Friday, August 9, 2013

Supply Chain Game Theory and Product Quality -- It's About Your Reputation

Quality of its products is the basis of a firm's reputation.

And, needs for improvements in product quality drive innovation.

Quality is what we, as consumers, seek in the food that we eat, the clothes that we wear, the toys that our children (and, perhaps, even we) play with, the latest high tech products that we crave, the life-saving and prolonging medicines that those in need take, the cars that we drive, the planes that we fly in,  the homes that we live in and the appliances that we use, and, of course,  the air that we breathe.
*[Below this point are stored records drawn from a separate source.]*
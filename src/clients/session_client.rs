//! # Session Client
//!
//! Sign-up, login and logout against the [`AuthProvider`], with the profile read from
//! and written to the `users` collection.

use crate::clients::settle;
use crate::error::ActionError;
use crate::model::{SessionUser, Status, User};
use crate::remote::document::{Document, FromDocument};
use crate::remote::store::USERS;
use crate::remote::{AuthProvider, DocumentStore, Fields, RemoteError};
use crate::session_slice::{
    login_error_text, logout_error_text, sign_up_error_text, SessionEvent, SessionState,
};
use async_trait::async_trait;
use slice_framework::{FrameworkError, Phase, SliceClient, SliceHandle};
use std::sync::Arc;
use tracing::{debug, info, instrument, warn};

/// Display name used when neither the profile nor the account has one.
const FALLBACK_DISPLAY_NAME: &str = "Guest";

#[derive(Clone)]
pub struct SessionClient {
    inner: SliceClient<SessionState>,
    auth: Arc<dyn AuthProvider>,
    store: Arc<dyn DocumentStore>,
}

impl SessionClient {
    pub fn new(
        inner: SliceClient<SessionState>,
        auth: Arc<dyn AuthProvider>,
        store: Arc<dyn DocumentStore>,
    ) -> Self {
        Self { inner, auth, store }
    }

    /// The signed-in user, if any.
    pub fn current_user(&self) -> Option<SessionUser> {
        self.inner.current().user
    }

    /// Registers an account and its profile, then signs it out again.
    ///
    /// The new account is never left signed in: on success the caller still has to log in.
    #[instrument(skip(self, password))]
    pub async fn sign_up(&self, name: &str, email: &str, password: &str) -> Result<(), ActionError> {
        self.inner.dispatch(SessionEvent::SignUp(Phase::Pending)).await?;
        let outcome = self.register(name, email, password).await;
        settle(&self.inner, SessionEvent::SignUp, outcome).await
    }

    async fn register(&self, name: &str, email: &str, password: &str) -> Result<(), ActionError> {
        let reject = |e: RemoteError| ActionError::Rejected(sign_up_error_text(&e));

        let account = self.auth.create_account(email, password).await.map_err(reject)?;
        info!(uid = %account.uid, "Account created");

        let written = async {
            self.auth.update_display_name(&account.uid, name).await?;
            self.store
                .set(USERS, &account.uid, User::registration_fields(name, email))
                .await?;
            self.auth.sign_out().await
        }
        .await;

        if let Err(e) = written {
            self.sign_out_quietly("failed registration").await;
            return Err(reject(e));
        }
        Ok(())
    }

    /// Signs in and binds the session to the account's profile.
    ///
    /// A profile whose status is not active is refused after the fact: the account is
    /// signed out again and the action rejects with [`ActionError::AccountDisabled`].
    ///
    /// When the session record cannot be persisted the login rejects with
    /// [`ActionError::Storage`] and the account is signed out, so the provider never keeps
    /// a session the slice does not hold.
    #[instrument(skip(self, password))]
    pub async fn login(&self, email: &str, password: &str) -> Result<SessionUser, ActionError> {
        self.inner.dispatch(SessionEvent::Login(Phase::Pending)).await?;
        let outcome = self.authenticate(email, password).await;
        let result = settle(&self.inner, SessionEvent::Login, outcome).await;
        if let Err(ActionError::Storage(_)) = &result {
            self.sign_out_quietly("unpersisted login").await;
        }
        result
    }

    async fn sign_out_quietly(&self, after: &str) {
        if let Err(e) = self.auth.sign_out().await {
            warn!(error = %e, after, "Sign-out failed");
        }
    }

    async fn authenticate(&self, email: &str, password: &str) -> Result<SessionUser, ActionError> {
        let reject = |e: RemoteError| ActionError::Rejected(login_error_text(&e));

        let account = self.auth.sign_in(email, password).await.map_err(reject)?;
        let doc = self
            .store
            .get(USERS, &account.uid)
            .await
            .map_err(reject)?
            .unwrap_or_else(|| Document::new(account.uid.clone(), Fields::new()));
        let profile = User::from_document(&doc).map_err(|e| ActionError::Rejected(e.to_string()))?;

        if profile.status != Status::Active {
            debug!(uid = %account.uid, "Profile is not active");
            self.sign_out_quietly("disabled profile").await;
            return Err(ActionError::AccountDisabled);
        }

        let display_name = [Some(profile.name), account.display_name]
            .into_iter()
            .flatten()
            .find(|name| !name.is_empty())
            .unwrap_or_else(|| FALLBACK_DISPLAY_NAME.to_string());

        Ok(SessionUser {
            uid: account.uid,
            email: account.email,
            display_name,
            role: profile.role,
            status: profile.status,
        })
    }

    /// Signs out and forgets the persisted session.
    #[instrument(skip(self))]
    pub async fn logout(&self) -> Result<(), ActionError> {
        self.inner.dispatch(SessionEvent::Logout(Phase::Pending)).await?;
        let outcome = self
            .auth
            .sign_out()
            .await
            .map_err(|e| ActionError::Rejected(logout_error_text(&e)));
        settle(&self.inner, SessionEvent::Logout, outcome).await
    }
}

#[async_trait]
impl SliceHandle<SessionState> for SessionClient {
    type Error = ActionError;

    fn inner(&self) -> &SliceClient<SessionState> {
        &self.inner
    }

    fn map_error(e: FrameworkError) -> Self::Error {
        e.into()
    }
}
As supply chains have become more global the news about quality product shortcomings around the world is reaching beyond borders and is shocking from the Bangladesh disasters and fast fashion to the adulteration of milk and infant formulas   to the heparin adulteration which led to a pharmaceutical identity crisis, to the mysterious food-borne illness from lettuce served at Red Lobster and Olive Garden, to name just a few. Moreover, the manufacturing processes themselves may lead to the worsening of the quality of the air and the environment as has been well-documented, especially, most recently in China..
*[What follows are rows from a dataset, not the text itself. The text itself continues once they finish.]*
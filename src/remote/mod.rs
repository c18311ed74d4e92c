//! # Remote Collaborators
//!
//! The application talks to a backend-as-a-service through two traits:
//!
//! - [`AuthProvider`] - email/password accounts
//! - [`DocumentStore`] - named collections of untyped [`Document`]s
//!
//! [`MemoryBackend`] implements both in process so the app and its tests run offline.

pub mod auth;
pub mod document;
pub mod error;
pub mod memory;
pub mod store;

pub use auth::{AuthAccount, AuthProvider};
pub use document::{Document, FieldValue, Fields, FromDocument};
pub use error::{AuthErrorCode, RemoteError};
pub use memory::{MemoryBackend, Operation};
pub use store::DocumentStore;
use async_trait::async_trait;
use slice_framework::{FrameworkError, Phase, Slice, SliceActor};
use std::sync::{Arc, Mutex};

// --- Test Slice ---

#[derive(Clone, Debug, Default, PartialEq)]
struct Inbox {
    messages: Vec<String>,
    loading: bool,
    error: Option<String>,
}

#[derive(Debug)]
enum InboxEvent {
    Receive(Phase<String>),
    Clear,
}

#[derive(Debug, thiserror::Error)]
#[error("journal unavailable")]
struct JournalError;

/// Side-effect target: every cleared inbox is journaled, unless the journal is offline.
#[derive(Default)]
struct Journal {
    offline: Mutex<bool>,
    entries: Mutex<Vec<usize>>,
}

#[async_trait]
impl Slice for Inbox {
    type Event = InboxEvent;
    type Context = Arc<Journal>;
    type Error = JournalError;

    fn reduce(&mut self, event: InboxEvent) {
        match event {
            InboxEvent::Receive(Phase::Pending) => {
                self.loading = true;
                self.error = None;
            }
            InboxEvent::Receive(Phase::Fulfilled(message)) => {
                self.loading = false;
                self.messages.push(message);
            }
            InboxEvent::Receive(Phase::Rejected(error)) => {
                self.loading = false;
                self.error = Some(error);
            }
            InboxEvent::Clear => self.messages.clear(),
        }
    }

    async fn on_event(&self, event: &InboxEvent, journal: &Arc<Journal>) -> Result<(), JournalError> {
        if let InboxEvent::Clear = event {
            if *journal.offline.lock().unwrap() {
                return Err(JournalError);
            }
            journal.entries.lock().unwrap().push(self.messages.len());
        }
        Ok(())
    }
}

// --- Tests ---

#[tokio::test]
async fn test_dispatch_reduces_and_publishes() {
    let (actor, client) = SliceActor::new(Inbox::default(), 10);
    tokio::spawn(actor.run(Arc::new(Journal::default())));

    let mut updates = client.subscribe();

    client
        .dispatch(InboxEvent::Receive(Phase::Pending))
        .await
        .unwrap();
    assert!(updates.has_changed().unwrap());
    assert!(updates.borrow_and_update().loading);

    client
        .dispatch(InboxEvent::Receive(Phase::Fulfilled("hello".into())))
        .await
        .unwrap();

    let state = client.snapshot().await.unwrap();
    assert!(!state.loading);
    assert_eq!(state.messages, vec!["hello".to_string()]);
    assert_eq!(client.current(), state);
}

#[tokio::test]
async fn test_rejected_phase_sets_error() {
    let (actor, client) = SliceActor::new(Inbox::default(), 10);
    tokio::spawn(actor.run(Arc::new(Journal::default())));

    client
        .dispatch(InboxEvent::Receive(Phase::Pending))
        .await
        .unwrap();
    client
        .dispatch(InboxEvent::Receive(Phase::Rejected("network error".into())))
        .await
        .unwrap();

    let state = client.current();
    assert!(!state.loading);
    assert_eq!(state.error.as_deref(), Some("network error"));
}

#[tokio::test]
async fn test_side_effect_runs_before_reduce() {
    let journal = Arc::new(Journal::default());
    let (actor, client) = SliceActor::new(Inbox::default(), 10);
    tokio::spawn(actor.run(journal.clone()));

    for text in ["a", "b"] {
        client
            .dispatch(InboxEvent::Receive(Phase::Fulfilled(text.into())))
            .await
            .unwrap();
    }
    client.dispatch(InboxEvent::Clear).await.unwrap();

    // The hook saw the state before the clear was applied.
    assert_eq!(*journal.entries.lock().unwrap(), vec![2]);
    assert!(client.current().messages.is_empty());
}

#[tokio::test]
async fn test_failed_side_effect_leaves_state_untouched() {
    let journal = Arc::new(Journal::default());
    *journal.offline.lock().unwrap() = true;

    let (actor, client) = SliceActor::new(Inbox::default(), 10);
    tokio::spawn(actor.run(journal));

    client
        .dispatch(InboxEvent::Receive(Phase::Fulfilled("keep me".into())))
        .await
        .unwrap();

    let result = client.dispatch(InboxEvent::Clear).await;
    match result {
        Err(FrameworkError::EffectFailed(e)) => assert_eq!(e.to_string(), "journal unavailable"),
        other => panic!("Expected EffectFailed, got {:?}", other),
    }

    assert_eq!(client.current().messages, vec!["keep me".to_string()]);
}

#[tokio::test]
async fn test_events_from_concurrent_dispatchers_are_all_applied() {
    let (actor, client) = SliceActor::new(Inbox::default(), 4);
    tokio::spawn(actor.run(Arc::new(Journal::default())));

    let mut handles = Vec::new();
    for i in 0..20 {
        let client = client.clone();
        handles.push(tokio::spawn(async move {
            client
                .dispatch(InboxEvent::Receive(Phase::Fulfilled(format!("m{}", i))))
                .await
        }));
    }
    for handle in handles {
        handle.await.unwrap().unwrap();
    }

    assert_eq!(client.snapshot().await.unwrap().messages.len(), 20);
}

#[tokio::test]
async fn test_actor_stops_when_clients_are_dropped() {
    let (actor, client) = SliceActor::new(Inbox::default(), 10);
    let handle = tokio::spawn(actor.run(Arc::new(Journal::default())));

    drop(client);
    tokio::time::timeout(std::time::Duration::from_secs(1), handle)
        .await
        .expect("actor should stop once every client is gone")
        .unwrap();
}
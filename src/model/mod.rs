//! Plain records of the PetCare domain and the documents they are stored as.

pub mod activity;
pub mod appointment;
pub mod pet;
pub mod session;
pub mod user;

pub use activity::*;
pub use appointment::*;
pub use pet::*;
pub use session::*;
pub use user::*;

use serde::{Deserialize, Serialize};
use std::fmt;

/// Moderation state shared by accounts, pets and appointments.
#[derive(Debug, Clone, Copy, PartialEq, Eq, Hash, Serialize, Deserialize)]
#[serde(rename_all = "lowercase")]
pub enum Status {
    Active,
    Disabled,
}

impl Status {
    pub fn as_str(&self) -> &'static str {
        match self {
            Status::Active => "active",
            Status::Disabled => "disabled",
        }
    }

    /// Only `"active"` is active; any other value is disabled.
    pub fn parse(raw: &str) -> Self {
        if raw == "active" {
            Status::Active
        } else {
            Status::Disabled
        }
    }
}

impl fmt::Display for Status {
    fn fmt(&self, f: &mut fmt::Formatter<'_>) -> fmt::Result {
        f.write_str(self.as_str())
    }
}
Many firms are identified by their products and their products are their brands. 

Game theory can illuminate not only which supplier a firm should select but also whether to outsource or to manufacture/produce the product in-house and the associated impacts on costs, revenues, and profits.
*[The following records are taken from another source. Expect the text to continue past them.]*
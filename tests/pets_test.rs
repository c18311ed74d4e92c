use petcare::config::AppConfig;
use petcare::error::ActionError;
use petcare::lifecycle::PetCare;
use petcare::model::{ActivityType, NewActivity, NewPet};
use petcare::remote::store::PETS;
use petcare::remote::{AuthErrorCode, MemoryBackend, Operation, RemoteError};
use petcare::storage::MemoryStorage;
use petcare::views::dashboard::owner_dashboard;
use petcare::views::forms::AppointmentForm;
use petcare::views::notices::RetryAction;
use slice_framework::SliceHandle;
use std::sync::Arc;

fn test_config() -> AppConfig {
    AppConfig {
        data_dir: std::env::temp_dir().join(format!("petcare_pets_{}", uuid::Uuid::new_v4())),
        slice_buffer: 8,
        log_filter: "info".to_string(),
    }
}

/// Starts the core with one signed-in owner, i@g.com.
async fn signed_in() -> (PetCare, Arc<MemoryBackend>) {
    let backend = Arc::new(MemoryBackend::new());
    let storage = Arc::new(MemoryStorage::new());
    let app = PetCare::start(&test_config(), backend.clone(), backend.clone(), storage).await;
    app.session.sign_up("Ivy", "i@g.com", "12345678").await.unwrap();
    app.session.login("i@g.com", "12345678").await.unwrap();
    (app, backend)
}

#[tokio::test]
async fn test_add_pet_appends_owned_record() {
    let (app, _backend) = signed_in().await;
    let uid = app.session.current_user().unwrap().uid;

    let pet = app
        .pets
        .add_pet(NewPet::new("Tommy", "Labrador", 3.0, 12.0))
        .await
        .expect("Add pet failed");

    assert!(!pet.id.is_empty());
    assert_eq!(pet.user_id, uid);
    assert_eq!(pet.name, "Tommy");
    assert!(pet.created_at.is_some());

    let state = app.pets.state();
    assert_eq!(state.pets.items, vec![pet]);
    assert!(!state.pets.loading);
    assert!(state.pets.error.is_none());

    app.shutdown().await.unwrap();
}

#[tokio::test]
async fn test_timestamps_serialize_as_iso_or_null() {
    let (app, _backend) = signed_in().await;
    let pet = app
        .pets
        .add_pet(NewPet::new("Tommy", "Labrador", 3.0, 12.0))
        .await
        .unwrap();

    let json = serde_json::to_value(&pet).unwrap();
    for field in ["createdAt", "updatedAt"] {
        let at = json[field].as_str().expect("Timestamp is not a string");
        assert!(chrono::DateTime::parse_from_rfc3339(at).is_ok());
    }

    // Profiles are never stamped with updatedAt at registration
    let users = app.users.fetch_users().await.unwrap();
    let json = serde_json::to_value(&users[0]).unwrap();
    assert!(json["createdAt"].is_string());
    assert!(json["updatedAt"].is_null());

    app.shutdown().await.unwrap();
}

#[tokio::test]
async fn test_owner_actions_require_session() {
    let backend = Arc::new(MemoryBackend::new());
    let app = PetCare::start(
        &test_config(),
        backend.clone(),
        backend.clone(),
        Arc::new(MemoryStorage::new()),
    )
    .await;

    let result = app.pets.add_pet(NewPet::new("Tommy", "Labrador", 3.0, 12.0)).await;

    assert!(matches!(result, Err(ActionError::NotAuthenticated)));
    assert_eq!(app.pets.state().pets.error.as_deref(), Some("User not authenticated"));
    assert_eq!(backend.count(PETS).await, 0);

    app.shutdown().await.unwrap();
}

#[tokio::test]
async fn test_fetch_failure_keeps_list() {
    let (app, backend) = signed_in().await;
    app.pets
        .add_pet(NewPet::new("Tommy", "Labrador", 3.0, 12.0))
        .await
        .unwrap();
    let before = app.pets.fetch_pets().await.unwrap();

    backend
        .fail_next(Operation::Query, RemoteError::provider("network error"))
        .await;
    let result = app.pets.fetch_pets().await;

    assert!(matches!(result, Err(ActionError::Rejected(ref text)) if text == "network error"));
    let state = app.pets.state();
    assert_eq!(state.pets.items, before);
    assert_eq!(state.pets.error.as_deref(), Some("network error"));
    assert!(!state.pets.loading);

    // Retrying clears the error
    app.retry(RetryAction::FetchPets).await.unwrap();
    assert!(app.pets.state().pets.error.is_none());

    app.shutdown().await.unwrap();
}

#[tokio::test]
async fn test_provider_code_is_shown() {
    let (app, backend) = signed_in().await;
    backend
        .fail_next(
            Operation::Add,
            RemoteError::with_code("permission-denied", "Missing or insufficient permissions."),
        )
        .await;

    let result = app
        .pets
        .add_activity(NewActivity::new("p1", ActivityType::Walk))
        .await;

    assert_eq!(result.unwrap_err().to_string(), "Firebase: permission-denied");
    assert_eq!(
        app.pets.state().activities.error.as_deref(),
        Some("Firebase: permission-denied")
    );

    app.shutdown().await.unwrap();
}

#[tokio::test]
async fn test_fetch_is_idempotent() {
    let (app, _backend) = signed_in().await;
    app.pets
        .add_pet(NewPet::new("Tommy", "Labrador", 3.0, 12.0))
        .await
        .unwrap();

    let first = app.pets.fetch_pets().await.unwrap();
    let state_after_first = app.pets.state();
    let second = app.pets.fetch_pets().await.unwrap();

    assert_eq!(first, second);
    assert_eq!(app.pets.state(), state_after_first);

    app.shutdown().await.unwrap();
}

#[tokio::test]
async fn test_owners_only_see_their_records() {
    let (app, _backend) = signed_in().await;
    app.pets
        .add_pet(NewPet::new("Tommy", "Labrador", 3.0, 12.0))
        .await
        .unwrap();
    app.session.logout().await.unwrap();

    app.session.sign_up("Bo", "b@g.com", "12345678").await.unwrap();
    app.session.login("b@g.com", "12345678").await.unwrap();

    assert!(app.pets.fetch_pets().await.unwrap().is_empty());
    app.shutdown().await.unwrap();
}

#[tokio::test]
async fn test_dashboard_joins_vet_names() {
    let (app, backend) = signed_in().await;
    let vet = backend.register("vet@g.com", "12345678", Some("Dr. Vee")).await.unwrap();
    petcare::remote::DocumentStore::set(
        backend.as_ref(),
        petcare::remote::store::USERS,
        &vet.uid,
        petcare::model::User::registration_fields("Dr. Vee", "vet@g.com"),
    )
    .await
    .unwrap();

    let pet = app
        .pets
        .add_pet(NewPet::new("Tommy", "Labrador", 3.0, 12.0))
        .await
        .unwrap();
    let booking = AppointmentForm {
        pet_id: pet.id.clone(),
        date: "2030-05-01".to_string(),
        reason: "Annual checkup".to_string(),
        vet_id: vet.uid.clone(),
        location: "Main Street Clinic".to_string(),
        notes: String::new(),
    }
    .validate()
    .unwrap();
    app.pets.add_appointment(booking).await.unwrap();
    app.users.fetch_users().await.unwrap();

    let dashboard = owner_dashboard(&app.session.state(), &app.pets.state(), &app.users.state());

    assert_eq!(dashboard.greeting, "Welcome, Ivy!");
    assert_eq!(dashboard.pets.items.len(), 1);
    let line = &dashboard.appointments.items[0];
    assert_eq!(line.pet_name, "Tommy");
    assert_eq!(line.vet_name, "Dr. Vee");
    assert_eq!(line.date, "2030-05-01");

    app.shutdown().await.unwrap();
}

#[tokio::test]
async fn test_directory_failure_is_generic() {
    let (app, backend) = signed_in().await;
    backend
        .fail_next(Operation::List, RemoteError::auth(AuthErrorCode::TooManyRequests))
        .await;

    let result = app.users.fetch_users().await;

    assert_eq!(result.unwrap_err().to_string(), "Failed to fetch users");
    assert_eq!(
        app.users.state().all_users.error.as_deref(),
        Some("Failed to fetch users")
    );

    app.shutdown().await.unwrap();
}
But game theory can help firms to do even more in terms of quantifiable analysis and evaluation and this is why game theory is so powerful. It enables us to  quantify the loss in a firm's reputation through a disrepute cost if the quality of the delivered product is substandard.

It is essential to capture the possible loss in reputation as we have done in two papers. In the first paper, we focused on the pharmaceutical industry, and in the second, we captured competition among firms with outsourcing options, which is applicable to many different industries. In the latter, firms compete in quality and the firms that they possibly outsource to compete in prices and quality, as well. However, it is the original firms' reputation that gets damaged if the outsourced product is lower in quality.

The first paper noted above is  Pharmaceutical Supply Chain Networks with Outsourcing Under Price and Quality Competition, Anna Nagurney, Dong Li, and Ladimer S. Nagurney, in press in the International Transactions in Operational Research. Here we assume that the original firms have perfect quality, whereas the firms that they outsource to compete on quality but they seek to maximize their profits.

The second paper is  A Supply Chain Network Game Theory Model with Product Differentiation, Outsourcing of Production and Distribution, and Quality and Price Competition, Anna Nagurney and Dong Li. In it, we propose both static and dynamic supply chain network game theory models, whose solution provides each original firm with its optimal in-house quality level as well as its optimal in-house and outsourced production and shipment quantities that minimize the total cost and the weighted cost of disrepute, associated with lower quality levels and the impact on a firm’s reputation. The algorithm that we propose and implement tracks the dynamic trajectories in discrete time of the evolution of the product flows, quality levels, and prices over space and time until the equilibrium state is achieved. We provide numerical examples that illustrate the model and computational framework.

Also, in our paper, A Dynamic Network Oligopoly Model with Transportation Costs, Product Differentiation, and Quality Competition, Anna Nagurney and Dong Li, in press  in Computational Economics, we developed a new dynamic model of Cournot-Nash oligopolistic competition that includes production and transportation costs, product differentiation, and quality levels in a network framework. The production costs capture the total quality cost, which, in turn, can also represent the R&D cost. With better R&D, firms may ensure that the consumers get the quality that they expect and deserve.

The above supply chain game theory models that we have constructed also allow for policy evaluations and the investigation of such a question as:  What if a government would impose a minimum quality standard for a type of product?

Pretty cool how game theory can illuminate so much in terms of operations in the real world!